The Nigeria Customs Service (NCS), Federal Operations Unit (FOU) Zone ‘C’, says it has impounded bullet-proof vehicles and other goods worth N545 million in the last one week.

Mr David Dimka, who made this known to newsmen after displaying the vehicles and goods to them on Thursday in Owerri, said that the agency also arrested five people.
Some of the vehicles impounded at FOU Zone C Customs, Owerri



He said that the breakthrough was made barely five days after the acting Comptroller-General of Customs, Dr. John Attee, addressed customs officials and introduced a new policy christened “Quick Fix”.

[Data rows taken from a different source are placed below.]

use bikeshare_core::models::City;
use bikeshare_core::settings::DataSources;
use tracing::warn;
use tracing_subscriber::{fmt, prelude::*, EnvFilter};

// ── Logging bootstrap ──────────────────────────────────────────────────────────

/// Map a `--log-level` name onto a tracing directive. Unknown names pass
/// through unchanged so `EnvFilter` can reject them.
pub fn level_directive(log_level: &str) -> String {
    match log_level.to_uppercase().as_str() {
        "DEBUG" => "debug".to_string(),
        "INFO" => "info".to_string(),
        "WARNING" => "warn".to_string(),
        "ERROR" | "CRITICAL" => "error".to_string(),
        other => other.to_lowercase(),
    }
}

/// Initialise the global `tracing` subscriber, writing to stderr so log
/// lines never interleave with the report on stdout.
///
/// Falls back to `"warn"` if the level string is not recognised.
pub fn setup_logging(log_level: &str) -> anyhow::Result<()> {
    let filter =
        EnvFilter::try_new(level_directive(log_level)).unwrap_or_else(|_| EnvFilter::new("warn"));

    let layer = fmt::layer()
        .with_writer(std::io::stderr)
        .with_target(false)
        .with_thread_ids(false);

    tracing_subscriber::registry().with(filter).with(layer).init();

    Ok(())
}

// ── Data-source check ──────────────────────────────────────────────────────────

/// Cities whose CSV file is missing from `sources`. Each one is logged; the
/// session still starts so the remaining cities stay usable.
pub fn missing_sources(sources: &DataSources) -> Vec<City> {
    City::ALL
        .into_iter()
        .filter(|city| {
            let path = sources.path_for(*city);
            let missing = !path.is_file();
            if missing {
                warn!("No data file for {} at {}", city, path.display());
            }
            missing
        })
        .collect()
}

// ── Tests ──────────────────────────────────────────────────────────────────────

#[cfg(test)]
mod tests {
    use super::*;
    use tempfile::TempDir;

    // ── level_directive ───────────────────────────────────────────────────────

    #[test]
    fn test_level_directive_python_names() {
        assert_eq!(level_directive("DEBUG"), "debug");
        assert_eq!(level_directive("info"), "info");
        assert_eq!(level_directive("WARNING"), "warn");
        assert_eq!(level_directive("ERROR"), "error");
        assert_eq!(level_directive("CRITICAL"), "error");
    }

    #[test]
    fn test_level_directive_passes_through_unknown() {
        assert_eq!(level_directive("TRACE"), "trace");
    }

    // ── missing_sources ───────────────────────────────────────────────────────

    #[test]
    fn test_missing_sources_all_absent() {
        let tmp = TempDir::new().expect("tempdir");
        let missing = missing_sources(&DataSources::from_dir(tmp.path()));
        assert_eq!(missing, City::ALL.to_vec());
    }

    #[test]
    fn test_missing_sources_partial() {
        let tmp = TempDir::new().expect("tempdir");
        std::fs::write(tmp.path().join("chicago.csv"), "Start Time\n").expect("write");
        std::fs::write(tmp.path().join("washington.csv"), "Start Time\n").expect("write");

        let missing = missing_sources(&DataSources::from_dir(tmp.path()));
        assert_eq!(missing, vec![City::NewYorkCity]);
    }

    #[test]
    fn test_missing_sources_ignores_directories() {
        let tmp = TempDir::new().expect("tempdir");
        std::fs::create_dir(tmp.path().join("chicago.csv")).expect("mkdir");

        let missing = missing_sources(&DataSources::from_dir(tmp.path()));
        assert!(missing.contains(&City::Chicago));
    }
}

Atte had said that the “Quick Fix” operation was targeted at meeting the needs of the service, maximizing revenue collection and making the customs more efficient.

A breakdown of the seizure, according to Dimka, showed that 85 bales of second hand clothings with Duty Paid Value (DPV), of N8.16 million, and 373 bales of used school bags with a DPV of N22.47 million, totaling N30.6 million, were impounded along the Aba/Eleme axis.

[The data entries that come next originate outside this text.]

//! Descriptive statistics over a (filtered) [`Dataset`].
//!
//! Each function is independent and reads the dataset without modifying it.
//! All of them refuse an empty dataset with [`BikeshareError::EmptyDataset`].

use chrono::Weekday;

use bikeshare_core::error::{BikeshareError, Result};
use bikeshare_core::formatting::round_to;
use bikeshare_core::models::Dataset;
use bikeshare_core::time_utils::WEEKDAYS;

use crate::aggregator::FrequencyTable;

// ── Result types ──────────────────────────────────────────────────────────────

/// A most-frequent value together with how often it occurred.
#[derive(Debug, Clone, PartialEq, Eq)]
pub struct Ranked<T> {
    pub value: T,
    pub count: usize,
}

impl<T> Ranked<T> {
    pub fn new(value: T, count: usize) -> Self {
        Self { value, count }
    }
}

/// Most frequent times of travel.
#[derive(Debug, Clone, PartialEq, Eq)]
pub struct TimeStats {
    /// 1-based month number.
    pub common_month: Ranked<u32>,
    pub common_day: Ranked<Weekday>,
    /// Hour of day, `0..=23`.
    pub common_hour: Ranked<u32>,
}

/// A start/end station pair.
#[derive(Debug, Clone, PartialEq, Eq, PartialOrd, Ord)]
pub struct Route {
    pub start: String,
    pub end: String,
}

/// Most popular stations and trip. Blank station names are not counted, so
/// each figure is `None` when no trip names the station(s) it needs.
#[derive(Debug, Clone, PartialEq, Eq)]
pub struct StationStats {
    pub top_start_station: Option<Ranked<String>>,
    pub top_end_station: Option<Ranked<String>>,
    /// Most frequent (start, end) pair, counted as one category.
    pub top_route: Option<Ranked<Route>>,
}

/// Total and average trip duration.
#[derive(Debug, Clone, PartialEq)]
pub struct DurationStats {
    /// Sum of all durations in hours, rounded to 2 places.
    pub total_hours: f64,
    /// Mean duration in minutes, rounded to 2 places.
    pub average_minutes: f64,
    pub trip_count: usize,
}

/// User demographics. `None` means "not available" for this city or filter.
#[derive(Debug, Clone, PartialEq, Eq)]
pub struct UserStats {
    /// Distinct user types, most frequent first. Blank user types are skipped.
    pub user_type_counts: Vec<(String, usize)>,
    /// `None` when the source has no Gender column.
    pub gender_counts: Option<Vec<(String, usize)>>,
    pub birth_year_min: Option<i32>,
    pub birth_year_max: Option<i32>,
    pub birth_year_mode: Option<Ranked<i32>>,
    /// Trips summarised, for computing shares.
    pub trip_count: usize,
}

// ── Statistics ────────────────────────────────────────────────────────────────

/// Most common month, day of week and start hour.
pub fn time_stats(dataset: &Dataset) -> Result<TimeStats> {
    ensure_not_empty(dataset)?;

    let months: FrequencyTable<u32> = dataset.records.iter().map(|t| t.month()).collect();
    // Weekday has no ordering of its own; count Monday-based indices.
    let days: FrequencyTable<u32> = dataset
        .records
        .iter()
        .map(|t| t.day_of_week().num_days_from_monday())
        .collect();
    let hours: FrequencyTable<u32> = dataset.records.iter().map(|t| t.hour()).collect();

    let (day_idx, day_count) = top(&days)?;

    Ok(TimeStats {
        common_month: ranked(&months)?,
        common_day: Ranked::new(WEEKDAYS[day_idx as usize], day_count),
        common_hour: ranked(&hours)?,
    })
}

/// Most popular start station, end station and start/end combination.
pub fn station_stats(dataset: &Dataset) -> Result<StationStats> {
    ensure_not_empty(dataset)?;

    let starts: FrequencyTable<&str> = dataset
        .records
        .iter()
        .filter_map(|t| named(&t.start_station))
        .collect();
    let ends: FrequencyTable<&str> = dataset
        .records
        .iter()
        .filter_map(|t| named(&t.end_station))
        .collect();
    let routes: FrequencyTable<(&str, &str)> = dataset
        .records
        .iter()
        .filter_map(|t| Some((named(&t.start_station)?, named(&t.end_station)?)))
        .collect();

    let station = |(name, count): (&&str, usize)| Ranked::new(name.to_string(), count);

    Ok(StationStats {
        top_start_station: starts.mode().map(station),
        top_end_station: ends.mode().map(station),
        top_route: routes.mode().map(|((start, end), count)| {
            Ranked::new(
                Route {
                    start: start.to_string(),
                    end: end.to_string(),
                },
                count,
            )
        }),
    })
}

/// Total travel time in hours and mean trip length in minutes.
pub fn duration_stats(dataset: &Dataset) -> Result<DurationStats> {
    ensure_not_empty(dataset)?;

    let total_seconds: f64 = dataset.records.iter().map(|t| t.trip_duration).sum();
    let trip_count = dataset.len();

    Ok(DurationStats {
        total_hours: round_to(total_seconds / 3600.0, 2),
        average_minutes: round_to(total_seconds / trip_count as f64 / 60.0, 2),
        trip_count,
    })
}

/// User type and gender breakdowns plus birth-year extremes and mode.
///
/// Missing Gender or Birth Year columns leave the matching fields `None`;
/// they never cause an error.
pub fn user_stats(dataset: &Dataset) -> Result<UserStats> {
    ensure_not_empty(dataset)?;

    let user_types: FrequencyTable<String> = dataset
        .records
        .iter()
        .filter_map(|t| t.user_type.clone())
        .collect();

    let gender_counts = dataset.columns.gender.then(|| {
        dataset
            .records
            .iter()
            .filter_map(|t| t.gender.clone())
            .collect::<FrequencyTable<String>>()
            .value_counts()
    });

    let birth_years: FrequencyTable<i32> = if dataset.columns.birth_year {
        dataset.records.iter().filter_map(|t| t.birth_year).collect()
    } else {
        FrequencyTable::new()
    };

    Ok(UserStats {
        user_type_counts: user_types.value_counts(),
        gender_counts,
        birth_year_min: birth_years.min_key().copied(),
        birth_year_max: birth_years.max_key().copied(),
        birth_year_mode: birth_years
            .mode()
            .map(|(year, count)| Ranked::new(*year, count)),
        trip_count: dataset.len(),
    })
}

// ── Internal helpers ──────────────────────────────────────────────────────────

fn ensure_not_empty(dataset: &Dataset) -> Result<()> {
    if dataset.is_empty() {
        return Err(BikeshareError::EmptyDataset);
    }
    Ok(())
}

/// `None` for a blank station name.
fn named(station: &str) -> Option<&str> {
    let trimmed = station.trim();
    (!trimmed.is_empty()).then_some(trimmed)
}

fn top<K: Ord + Copy>(table: &FrequencyTable<K>) -> Result<(K, usize)> {
    table
        .mode()
        .map(|(k, c)| (*k, c))
        .ok_or(BikeshareError::EmptyDataset)
}

fn ranked<K: Ord + Copy>(table: &FrequencyTable<K>) -> Result<Ranked<K>> {
    top(table).map(|(value, count)| Ranked::new(value, count))
}

// ── Tests ─────────────────────────────────────────────────────────────────────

Also impounded were 13 vehicles comprising nine Toyota Land Cruiser Prado Jeeps, one bullet-proof Toyota Prado Jeep, and three new Toyota Corolla vehicles with DPV of N285.24 million.

Dimka said that other used vehicles and vehicles carrying goods (trucks) with DPV of N110.18 million, two trucks comprising 1,220 bags of 50kg rice worth N22.8million and goods, rice and imported frozen poultry with DPV of N96.7 million, were also seized.

He expressed that while well-meaning Nigerians were happy with the present administration’s desire and move to curb corruption, smugglers were busy truncating these efforts.

He said that the customs personnel were now better trained and more equipped to continue to fight smugglers until they were brought to their knees.

The area controller commended the synergy existing between the NCS and sister security agencies in the fight against smuggling in the zone.

He warned members of the public to desist from eating foods that do not have NAFDAC numbers and which they do not know how long it had stayed in the warehouses such as rice.

He also warned people against eating imported chicken because of the method of preservation, saying that they had been confirmed to be injurious to human health.

Dimka further urged members of the public to continue to assist customs men by providing useful information about smuggling, and promised that every information would be treated with utmost confidentiality.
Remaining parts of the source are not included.